Рядом с Палаццо Фальконьери, стена к стене, стоит небольшая церковь Санта Мария дель Орационе э Морте. Orazione по-итальянски – заупокойная молитва, так что имя церкви можно перевести как Святая Мария Молитвы За Упокой и Смерти. Она принадлежала Арчиконфратернита делл'Орационе, Архибратству Заупокойной Молитвы, организации, занимавшейся похоронами неимущих. Церковь, основанная в конце XVI века, была бедненькой и маленькой, неподходящей для такого места, как Виа Джулиа, так что в 1737 году архитектору Фердинандо Фуга было заказано новое здание. Закончили строительство быстро, в 1738 году церковь уже была открыта. Фердинандо Фуга родился ровно на сто лет позже Борромини – в 1699 году – и, будучи его большим поклонником, стал одним из главных архитекторов римского барокетто. Он, главный архитектор первой половины сеттеченто, был совсем молодым, когда получил заказ. Санта Мария дель Орационе э Морте может служить образцовым примером последней стадии барокко, тесно сплетённой с рококо. Влияние Борромини видно в архитектуре как фасада, так и интерьера: овальные окна по бокам, ритм чередующихся сдвоенных колонн и пилястр, лёгкий декор.
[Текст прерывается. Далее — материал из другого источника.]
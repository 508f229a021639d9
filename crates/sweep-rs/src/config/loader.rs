//! Layered config loading with migration, validation, and an explicit cache.
//!
//! Config files are JSON. Layers are applied in order (global first, then
//! project), each one deep-merged over the previous. The merged document is
//! migrated to [`CURRENT_VERSION`], validated against the generated JSON
//! Schema, and deserialized into [`SweepConfig`].
//!
//! Problems never abort loading. An unreadable or unparsable layer is skipped
//! and an invalid key falls back to its default; each problem becomes a
//! warning in [`LoadedConfig::warnings`] so the host can surface it to the
//! operator without blocking.

use super::{CURRENT_VERSION, SweepConfig};
use crate::{Error, Result};
use serde_json::{Map, Value};
use std::collections::HashMap;
use std::path::{Path, PathBuf};
use std::time::SystemTime;
use tracing::{debug, warn};

/// File name looked up in each config directory.
pub const CONFIG_FILE_NAME: &str = "sweep.json";

/// Result of loading a set of config layers.
#[derive(Debug, Clone)]
pub struct LoadedConfig {
    pub config: SweepConfig,
    /// Human-readable problems found while loading.
    pub warnings: Vec<String>,
    /// Layers that existed and were read.
    pub sources: Vec<PathBuf>,
}

/// Standard layer paths: the user config directory, then the project.
pub fn default_config_paths(project_dir: &Path) -> Vec<PathBuf> {
    let mut paths = Vec::new();
    if let Some(dir) = dirs::config_dir() {
        paths.push(dir.join("sweep").join(CONFIG_FILE_NAME));
    }
    paths.push(project_dir.join(".sweep").join(CONFIG_FILE_NAME));
    paths
}

/// Load, merge, migrate, and validate the given layers.
pub fn load_layers(paths: &[PathBuf]) -> LoadedConfig {
    let mut warnings = Vec::new();
    let mut sources = Vec::new();
    let mut merged = Value::Object(Map::new());

    for path in paths {
        if !path.exists() {
            continue;
        }
        match read_layer(path) {
            Ok(layer) => {
                let (layer, notes) = migrate(layer);
                for note in notes {
                    warnings.push(format!("{}: {note}", path.display()));
                }
                merge(&mut merged, layer);
                sources.push(path.clone());
            }
            Err(e) => warnings.push(e.to_string()),
        }
    }

    let config = validate(merged, &mut warnings);
    for warning in &warnings {
        warn!("[config] {warning}");
    }
    debug!("[config] loaded {} layer(s)", sources.len());

    LoadedConfig {
        config,
        warnings,
        sources,
    }
}

fn read_layer(path: &Path) -> Result<Value> {
    let raw = std::fs::read_to_string(path)?;
    let value: Value =
        serde_json::from_str(&raw).map_err(|e| Error::config(path, e.to_string()))?;
    if !value.is_object() {
        return Err(Error::config(path, "top-level value must be an object"));
    }
    Ok(value)
}

/// Deep-merge `overlay` into `base`. Objects merge key by key; every other
/// value in `overlay` replaces the one in `base`.
pub fn merge(base: &mut Value, overlay: Value) {
    match (base, overlay) {
        (Value::Object(base_map), Value::Object(overlay_map)) => {
            for (key, value) in overlay_map {
                match base_map.get_mut(&key) {
                    Some(existing) => merge(existing, value),
                    None => {
                        base_map.insert(key, value);
                    }
                }
            }
        }
        (base, overlay) => *base = overlay,
    }
}

/// Upgrade a config document to [`CURRENT_VERSION`].
///
/// Version 1 files used flat camelCase keys. Returns the migrated document
/// and a note for every key that was rewritten.
pub fn migrate(value: Value) -> (Value, Vec<String>) {
    let mut map = match value {
        Value::Object(map) => map,
        other => return (other, Vec::new()),
    };
    let version = map.get("version").and_then(Value::as_u64).unwrap_or(1);
    if version >= u64::from(CURRENT_VERSION) {
        return (Value::Object(map), Vec::new());
    }

    let mut notes = Vec::new();
    let mut rename = |map: &mut Map<String, Value>, from: &str, to: &str| {
        if let Some(v) = map.remove(from) {
            map.insert(to.to_string(), v);
            notes.push(format!("renamed legacy key `{from}` to `{to}`"));
        }
    };
    rename(&mut map, "protectedTools", "protected_tools");
    rename(&mut map, "protectedFilePatterns", "protected_file_patterns");
    rename(&mut map, "cacheSize", "cache_capacity");
    rename(&mut map, "maxCacheSize", "cache_capacity");
    rename(&mut map, "charsPerToken", "chars_per_token");

    if let Some(tp) = map.remove("turnProtection") {
        let migrated = match tp {
            Value::Number(n) => {
                let turns = n.as_u64().unwrap_or(0);
                serde_json::json!({"enabled": turns > 0, "turns": turns})
            }
            Value::Bool(enabled) => serde_json::json!({ "enabled": enabled }),
            other => other,
        };
        map.insert("turn_protection".into(), migrated);
        notes.push("migrated legacy key `turnProtection`".into());
    }

    for (legacy, strategy) in [
        ("deduplication", "deduplication"),
        ("truncation", "truncation"),
        ("pruneThinking", "reasoning_compression"),
        ("supersede", "supersede"),
    ] {
        if let Some(Value::Bool(enabled)) = map.get(legacy).cloned() {
            map.remove(legacy);
            let strategies = map
                .entry("strategies")
                .or_insert_with(|| Value::Object(Map::new()));
            if let Value::Object(strategies) = strategies {
                strategies.insert(strategy.into(), serde_json::json!({ "enabled": enabled }));
            }
            notes.push(format!("moved legacy flag `{legacy}` under `strategies.{strategy}`"));
        }
    }

    map.insert("version".into(), Value::from(CURRENT_VERSION));
    (Value::Object(map), notes)
}

/// Validate against the schema, drop offending top-level keys, and
/// deserialize. Falls back to defaults if the document still doesn't parse.
fn validate(mut merged: Value, warnings: &mut Vec<String>) -> SweepConfig {
    let schema = SweepConfig::json_schema();
    if let Ok(validator) = jsonschema::validator_for(&schema) {
        let mut bad_keys: Vec<String> = Vec::new();
        for error in validator.iter_errors(&merged) {
            let pointer = error.instance_path().to_string();
            warnings.push(format!("invalid value at `{pointer}`: {error}"));
            if let Some(key) = pointer.trim_start_matches('/').split('/').next()
                && !key.is_empty()
                && !bad_keys.iter().any(|k| k == key)
            {
                bad_keys.push(key.to_string());
            }
        }
        if let Value::Object(map) = &mut merged {
            for key in &bad_keys {
                map.remove(key);
                warnings.push(format!("using default for `{key}`"));
            }
        }
    }

    match serde_json::from_value::<SweepConfig>(merged) {
        Ok(mut config) => {
            config.version = CURRENT_VERSION;
            config
        }
        Err(e) => {
            warnings.push(format!("falling back to default config: {e}"));
            SweepConfig::default()
        }
    }
}

// ── ConfigCache ───────────────────────────────────────────────────

/// Loaded configs keyed by their resolved layer paths.
///
/// An entry is reloaded when any layer's modification time changes, a layer
/// appears, or a layer disappears. Owned by the caller and passed by
/// reference; there is no process-wide instance.
#[derive(Debug, Default)]
pub struct ConfigCache {
    entries: HashMap<Vec<PathBuf>, CachedConfig>,
}

#[derive(Debug)]
struct CachedConfig {
    stamps: Vec<Option<SystemTime>>,
    loaded: LoadedConfig,
}

impl ConfigCache {
    pub fn new() -> Self {
        Self::default()
    }

    /// Return the config for `paths`, loading it if absent or stale.
    pub fn get(&mut self, paths: &[PathBuf]) -> &LoadedConfig {
        let key: Vec<PathBuf> = paths.iter().map(|p| resolve(p)).collect();
        let stamps: Vec<Option<SystemTime>> = key.iter().map(|p| modified(p)).collect();

        let stale = self
            .entries
            .get(&key)
            .is_none_or(|cached| cached.stamps != stamps);
        if stale {
            debug!("[config] (re)loading {} path(s)", key.len());
            let loaded = load_layers(&key);
            self.entries
                .insert(key.clone(), CachedConfig { stamps, loaded });
        }
        &self.entries[&key].loaded
    }

    /// Drop every cached entry.
    pub fn clear(&mut self) {
        self.entries.clear();
    }

    pub fn len(&self) -> usize {
        self.entries.len()
    }

    pub fn is_empty(&self) -> bool {
        self.entries.is_empty()
    }
}

fn resolve(path: &Path) -> PathBuf {
    std::fs::canonicalize(path).unwrap_or_else(|_| path.to_path_buf())
}

fn modified(path: &Path) -> Option<SystemTime> {
    std::fs::metadata(path).and_then(|m| m.modified()).ok()
}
Свод купола, очень красивый, явно сделан под впечатлением Сан Карлино, хотя намного проще, да и с позолотой некоторый перебор – Борромини, будь жив, обязательно бы на это указал.
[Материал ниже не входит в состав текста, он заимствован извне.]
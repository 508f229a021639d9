//! Context compaction engine for long-running coding agents.
//!
//! `sweep-rs` decides which prior tool outputs, assistant text, and reasoning
//! blocks in a conversation can be removed, summarized, or collapsed without
//! losing information the agent still needs. The host hands the full message
//! list for a session to [`synchronize()`](context::synchronize) on every
//! qualifying lifecycle event; the engine mutates the list in place and keeps
//! its bookkeeping in a serializable [`SessionState`](session::SessionState).
//!
//! # Getting started
//!
//! ```ignore
//! use sweep_rs::prelude::*;
//!
//! let config = SweepConfig::default();
//! let mut state = SessionState::new(config.cache_capacity);
//!
//! // Messages come from the host, usually deserialized from JSON.
//! let mut messages: Vec<Message> = serde_json::from_str(&raw)?;
//!
//! let report = synchronize(&mut state, &config, &mut messages);
//! println!("{}", report.to_log_string());
//!
//! // Surfaces for reminders and the context report.
//! let breakdown = compute_token_breakdown(&state, &messages);
//! let prunable = enumerate_prunable(&state, PrunableFilter::All);
//! ```
//!
//! # Where to find things
//!
//! - **The pass itself:** [`context::sync`] runs, in order, cache ingestion
//!   with auto-supersede ([`context::ingest`], [`context::supersede`]),
//!   deduplication ([`context::dedup`]), truncation and reasoning compression
//!   ([`context::truncation`]), id injection ([`context::hashes`]), and the
//!   rewriting pass ([`context::apply`]).
//!
//! - **Identifiers the agent sees:** [`HashRegistry`](context::hashes::HashRegistry)
//!   assigns six-hex-char ids and appends them to content as trailing
//!   `<ctx-id>…</ctx-id>` tags.
//!
//! - **Tool-call bookkeeping:** [`ToolCache`](context::cache::ToolCache) is the
//!   bounded FIFO record of recent calls, together with the cursor indices used
//!   to detect supersede relationships.
//!
//! - **Configuration:** [`SweepConfig`](config::SweepConfig) and the layered
//!   loader in [`config::loader`].
//!
//! - **Persistence and the engine facade:** [`session::Sweeper`] pairs a
//!   config with an optional [`SessionStore`](session::SessionStore) and saves
//!   state in the background after each pass.
//!
//! # Modules
//!
//! | Module | Description |
//! |--------|-------------|
//! | [`context`] | Hash registry, tool cache, supersede rules, dedup, truncation, application pass, token accounting |
//! | [`session`] | Session state, persistence collaborator, [`Sweeper`](session::Sweeper) facade |
//! | [`config`] | Versioned config schema, layered loading, migration, validation |
//! | [`tools`] | Tool name constants, categories, parameter canonicalization |

pub mod config;
pub mod context;
pub mod error;
pub mod prelude;
pub mod session;
pub mod tools;

use serde::{Deserialize, Serialize};

pub use error::{Error, Result};

// ── Message types ──────────────────────────────────────────────────

/// Role of a message in the conversation.
#[derive(Serialize, Deserialize, Clone, Copy, Debug, PartialEq, Eq)]
#[serde(rename_all = "lowercase")]
pub enum MessageRole {
    System,
    User,
    Assistant,
}

impl std::fmt::Display for MessageRole {
    fn fmt(&self, f: &mut std::fmt::Formatter<'_>) -> std::fmt::Result {
        match self {
            MessageRole::System => write!(f, "system"),
            MessageRole::User => write!(f, "user"),
            MessageRole::Assistant => write!(f, "assistant"),
        }
    }
}

/// A message in the conversation, made of ordered parts.
///
/// `reasoning_content` mirrors the message's reasoning parts for providers
/// that require reasoning to be echoed back alongside tool calls. When the
/// application pass rewrites a reasoning part, the mirror is rewritten too.
#[derive(Serialize, Deserialize, Clone, Debug, PartialEq)]
pub struct Message {
    pub id: String,
    pub role: MessageRole,
    #[serde(default)]
    pub parts: Vec<Part>,
    #[serde(default, skip_serializing_if = "Option::is_none")]
    pub reasoning_content: Option<String>,
}

impl Message {
    pub fn system(id: impl Into<String>, text: impl Into<String>) -> Self {
        Self {
            id: id.into(),
            role: MessageRole::System,
            parts: vec![Part::text(text)],
            reasoning_content: None,
        }
    }

    pub fn user(id: impl Into<String>, text: impl Into<String>) -> Self {
        Self {
            id: id.into(),
            role: MessageRole::User,
            parts: vec![Part::text(text)],
            reasoning_content: None,
        }
    }

    pub fn assistant(id: impl Into<String>, parts: Vec<Part>) -> Self {
        Self {
            id: id.into(),
            role: MessageRole::Assistant,
            parts,
            reasoning_content: None,
        }
    }

    /// Whether any part of this message is a tool call.
    pub fn has_tool_calls(&self) -> bool {
        self.parts.iter().any(|p| matches!(p, Part::Tool(_)))
    }

    /// Whether this message carries a host compaction marker.
    pub fn is_compaction_boundary(&self) -> bool {
        self.parts
            .iter()
            .any(|p| matches!(p, Part::Marker(m) if m.kind == MarkerKind::Compaction))
    }
}

// ── Part types ─────────────────────────────────────────────────────

/// One part of a message. The set of variants is closed so every pass over
/// the message list is an exhaustive match.
#[derive(Serialize, Deserialize, Clone, Debug, PartialEq)]
#[serde(tag = "type", rename_all = "snake_case")]
pub enum Part {
    Text(TextPart),
    Reasoning(ReasoningPart),
    Tool(ToolPart),
    File(FilePart),
    Marker(MarkerPart),
}

impl Part {
    pub fn text(text: impl Into<String>) -> Self {
        Part::Text(TextPart {
            text: text.into(),
            synthetic: false,
        })
    }

    pub fn reasoning(text: impl Into<String>) -> Self {
        Part::Reasoning(ReasoningPart { text: text.into() })
    }

    /// A tool call that finished successfully with `output`.
    pub fn tool(
        call_id: impl Into<String>,
        tool: impl Into<String>,
        input: serde_json::Value,
        output: impl Into<String>,
    ) -> Self {
        Part::Tool(ToolPart {
            call_id: call_id.into(),
            tool: tool.into(),
            input,
            status: ToolStatus::Completed,
            output: Some(output.into()),
            error: None,
        })
    }

    /// A tool call that failed with `error`.
    pub fn tool_error(
        call_id: impl Into<String>,
        tool: impl Into<String>,
        input: serde_json::Value,
        error: impl Into<String>,
    ) -> Self {
        Part::Tool(ToolPart {
            call_id: call_id.into(),
            tool: tool.into(),
            input,
            status: ToolStatus::Error,
            output: None,
            error: Some(error.into()),
        })
    }

    pub fn file(filename: impl Into<String>, mime: impl Into<String>, url: impl Into<String>) -> Self {
        Part::File(FilePart {
            filename: Some(filename.into()),
            mime: mime.into(),
            url: url.into(),
        })
    }

    /// Turn boundary marker.
    pub fn step_start() -> Self {
        Part::Marker(MarkerPart {
            kind: MarkerKind::StepStart,
        })
    }

    pub fn step_finish() -> Self {
        Part::Marker(MarkerPart {
            kind: MarkerKind::StepFinish,
        })
    }

    pub fn compaction() -> Self {
        Part::Marker(MarkerPart {
            kind: MarkerKind::Compaction,
        })
    }

    /// Whether this part opens a new turn.
    pub fn is_turn_boundary(&self) -> bool {
        matches!(self, Part::Marker(m) if m.kind == MarkerKind::StepStart)
    }
}

/// Plain text. `synthetic` parts were injected by the host or by this
/// engine and are never hashed or pruned.
#[derive(Serialize, Deserialize, Clone, Debug, PartialEq)]
pub struct TextPart {
    pub text: String,
    #[serde(default, skip_serializing_if = "std::ops::Not::not")]
    pub synthetic: bool,
}

#[derive(Serialize, Deserialize, Clone, Debug, PartialEq)]
pub struct ReasoningPart {
    pub text: String,
}

/// A tool invocation together with its result.
#[derive(Serialize, Deserialize, Clone, Debug, PartialEq)]
pub struct ToolPart {
    /// Host-assigned call identifier. Parts with an empty id are skipped.
    #[serde(default)]
    pub call_id: String,
    pub tool: String,
    #[serde(default)]
    pub input: serde_json::Value,
    pub status: ToolStatus,
    #[serde(default, skip_serializing_if = "Option::is_none")]
    pub output: Option<String>,
    #[serde(default, skip_serializing_if = "Option::is_none")]
    pub error: Option<String>,
}

/// Lifecycle state of a tool call.
#[derive(Serialize, Deserialize, Clone, Copy, Debug, PartialEq, Eq)]
#[serde(rename_all = "snake_case")]
pub enum ToolStatus {
    Pending,
    Running,
    Completed,
    Error,
}

impl ToolStatus {
    /// Whether the call has finished, successfully or not.
    pub fn is_terminal(self) -> bool {
        matches!(self, ToolStatus::Completed | ToolStatus::Error)
    }
}

/// A file attachment, usually carried inline as a data URL.
#[derive(Serialize, Deserialize, Clone, Debug, PartialEq)]
pub struct FilePart {
    #[serde(default, skip_serializing_if = "Option::is_none")]
    pub filename: Option<String>,
    pub mime: String,
    pub url: String,
}

/// Structural marker emitted by the host.
#[derive(Serialize, Deserialize, Clone, Debug, PartialEq)]
pub struct MarkerPart {
    pub kind: MarkerKind,
}

#[derive(Serialize, Deserialize, Clone, Copy, Debug, PartialEq, Eq)]
#[serde(rename_all = "snake_case")]
pub enum MarkerKind {
    /// Start of an assistant step; one per turn.
    StepStart,
    StepFinish,
    /// The host summarized everything before this message.
    Compaction,
}
//! Zip archive validation
//!
//! Portal archives are checked in three steps: the central directory has to
//! be readable (a truncated download fails here), every member is read to the
//! end so the zip reader verifies its CRC, and each waveform or metadata
//! member must start the way its format says it should. The content check is
//! shallow on purpose; records are never decoded.

use std::fs::File;
use std::io::{self, Read};
use std::path::{Path, PathBuf};

use crate::error::{DlTdvmsError, ValidationError};

type Result<T> = std::result::Result<T, DlTdvmsError>;

const SNIFF_LEN: u64 = 64;

#[derive(Debug, Clone, PartialEq, Eq)]
pub enum ArchiveVerdict {
    Ok { members: usize },
    Corrupt { reason: String },
}

impl ArchiveVerdict {
    pub fn is_ok(&self) -> bool {
        matches!(self, ArchiveVerdict::Ok { .. })
    }

    fn corrupt(reason: impl Into<String>) -> Self {
        ArchiveVerdict::Corrupt {
            reason: reason.into(),
        }
    }
}

impl std::fmt::Display for ArchiveVerdict {
    fn fmt(&self, f: &mut std::fmt::Formatter<'_>) -> std::fmt::Result {
        match self {
            ArchiveVerdict::Ok { members } => write!(f, "ok ({} members)", members),
            ArchiveVerdict::Corrupt { reason } => write!(f, "corrupt: {}", reason),
        }
    }
}

/// Check one archive. Only failing to open the file is an error; anything
/// wrong with its contents is reported as [`ArchiveVerdict::Corrupt`].
pub fn verify<P: AsRef<Path>>(path: P) -> Result<ArchiveVerdict> {
    let path = path.as_ref();
    let file = File::open(path).map_err(|source| ValidationError::Open {
        path: path.to_path_buf(),
        source,
    })?;

    let mut archive = match zip::ZipArchive::new(file) {
        Ok(archive) => archive,
        Err(e) => return Ok(ArchiveVerdict::corrupt(format!("unreadable zip: {}", e))),
    };

    let mut members = 0;
    for i in 0..archive.len() {
        let mut entry = match archive.by_index(i) {
            Ok(entry) => entry,
            Err(e) => return Ok(ArchiveVerdict::corrupt(format!("member {}: {}", i, e))),
        };
        if entry.is_dir() {
            continue;
        }
        let name = entry.name().to_string();

        let mut head = Vec::with_capacity(SNIFF_LEN as usize);
        let sniffed = (&mut entry).take(SNIFF_LEN).read_to_end(&mut head);
        let read = sniffed.and_then(|_| io::copy(&mut entry, &mut io::sink()));
        if let Err(e) = read {
            return Ok(ArchiveVerdict::corrupt(format!("{}: {}", name, e)));
        }

        if let Some(problem) = sniff(&name, &head) {
            return Ok(ArchiveVerdict::corrupt(format!("{}: {}", name, problem)));
        }
        members += 1;
    }

    if members == 0 {
        return Ok(ArchiveVerdict::corrupt("archive is empty"));
    }
    tracing::debug!(members, "Archive ok: {}", path.display());
    Ok(ArchiveVerdict::Ok { members })
}

/// Member names of a readable archive
pub fn member_names<P: AsRef<Path>>(path: P) -> Result<Vec<String>> {
    let path = path.as_ref();
    let file = File::open(path).map_err(|source| ValidationError::Open {
        path: path.to_path_buf(),
        source,
    })?;
    let archive = zip::ZipArchive::new(file).map_err(|e| ValidationError::Corrupt {
        path: path.to_path_buf(),
        reason: e.to_string(),
    })?;
    Ok(archive.file_names().map(str::to_string).collect())
}

/// Zip files directly inside `dir`, sorted by name
pub fn zip_files<P: AsRef<Path>>(dir: P) -> Result<Vec<PathBuf>> {
    let dir = dir.as_ref();
    let mut zips: Vec<PathBuf> = std::fs::read_dir(dir)
        .map_err(|source| ValidationError::Open {
            path: dir.to_path_buf(),
            source,
        })?
        .filter_map(|entry| entry.ok().map(|e| e.path()))
        .filter(|p| {
            p.is_file()
                && p.extension()
                    .map(|ext| ext.eq_ignore_ascii_case("zip"))
                    .unwrap_or(false)
        })
        .collect();
    zips.sort();
    Ok(zips)
}

/// Like [`verify`], but an archive that cannot be opened is corrupt too
pub fn check_file(path: &Path) -> Result<ArchiveVerdict> {
    let verdict = match verify(path) {
        Ok(verdict) => verdict,
        Err(DlTdvmsError::Validation(e)) => ArchiveVerdict::corrupt(e.to_string()),
        Err(e) => return Err(e),
    };
    if let ArchiveVerdict::Corrupt { reason } = &verdict {
        tracing::warn!("{} is corrupt: {}", path.display(), reason);
    }
    Ok(verdict)
}

/// Check `zips` in order, calling `on_checked` after each one
pub fn check_all<F>(zips: Vec<PathBuf>, mut on_checked: F) -> Result<Vec<(PathBuf, ArchiveVerdict)>>
where
    F: FnMut(&Path),
{
    let mut results = Vec::with_capacity(zips.len());
    for path in zips {
        let verdict = check_file(&path)?;
        on_checked(&path);
        results.push((path, verdict));
    }
    Ok(results)
}

/// Check every `*.zip` directly inside `dir`, sorted by file name
pub fn check_dir<P: AsRef<Path>>(dir: P) -> Result<Vec<(PathBuf, ArchiveVerdict)>> {
    check_all(zip_files(dir)?, |_| {})
}

/// Process exit status for a folder check: 1 if any archive is corrupt
pub fn exit_status(results: &[(PathBuf, ArchiveVerdict)]) -> u8 {
    if results.iter().all(|(_, verdict)| verdict.is_ok()) {
        0
    } else {
        1
    }
}

/// What is wrong with the start of a member, judged by its extension
fn sniff(name: &str, head: &[u8]) -> Option<String> {
    let ext = Path::new(name)
        .extension()
        .and_then(|e| e.to_str())
        .map(|e| e.to_ascii_lowercase());

    match ext.as_deref() {
        Some("mseed") => {
            if head.len() < 8 {
                return Some("too short for a miniSEED record".to_string());
            }
            let sequence_ok = head[..6].iter().all(|b| b.is_ascii_digit() || *b == b' ');
            let quality_ok = matches!(head[6], b'D' | b'R' | b'Q' | b'M');
            if sequence_ok && quality_ok {
                None
            } else {
                Some("does not start with a miniSEED record header".to_string())
            }
        }
        Some("fseed") | Some("seed") => {
            if head.starts_with(b"000001V") {
                None
            } else {
                Some("does not start with a SEED volume header".to_string())
            }
        }
        Some("xml") => {
            let body = head.strip_prefix(&[0xEF, 0xBB, 0xBF]).unwrap_or(head);
            match body.iter().find(|b| !b.is_ascii_whitespace()) {
                Some(b'<') => None,
                _ => Some("not an XML document".to_string()),
            }
        }
        _ => None,
    }
}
С Пьяцца Фарнезе фасад Санта Мария дель Орационе э Морте виден в торце Виа деи Фарнезе: типичная церковка барокетто, изящная, как девочка в кринолине и чепце, обшитом кружевами. Вроде бы даже и улыбается, как девочке и полагается. Приближаешься – вся радость улетучивается. Старуха из-под кружев чепца пылит вам в очи, не старуха даже, безглазый скелет с провалом рта, что издалека показался улыбкой. Церковь знаменита тем, что вместо голов херувимчиков, украшающих римские церкви, как кремовые розочки торты, фасад Санта Мария дель Орационе э Морте украшен черепами, скалящими остатки зубов. Они выглядывают из перистых листьев аканта, столь похожих на крылья, что их принимаешь за кощунственные изображения ангелов. На черепах – лавровые венки. Акант и лавр, любимые растения архитектурных орнаментов: первый, красивый и колючий, символизирует как силу жизни, так и её боль, второй, вечнозелёный и жёсткий, – славу и бессмертие, славой обеспечиваемое.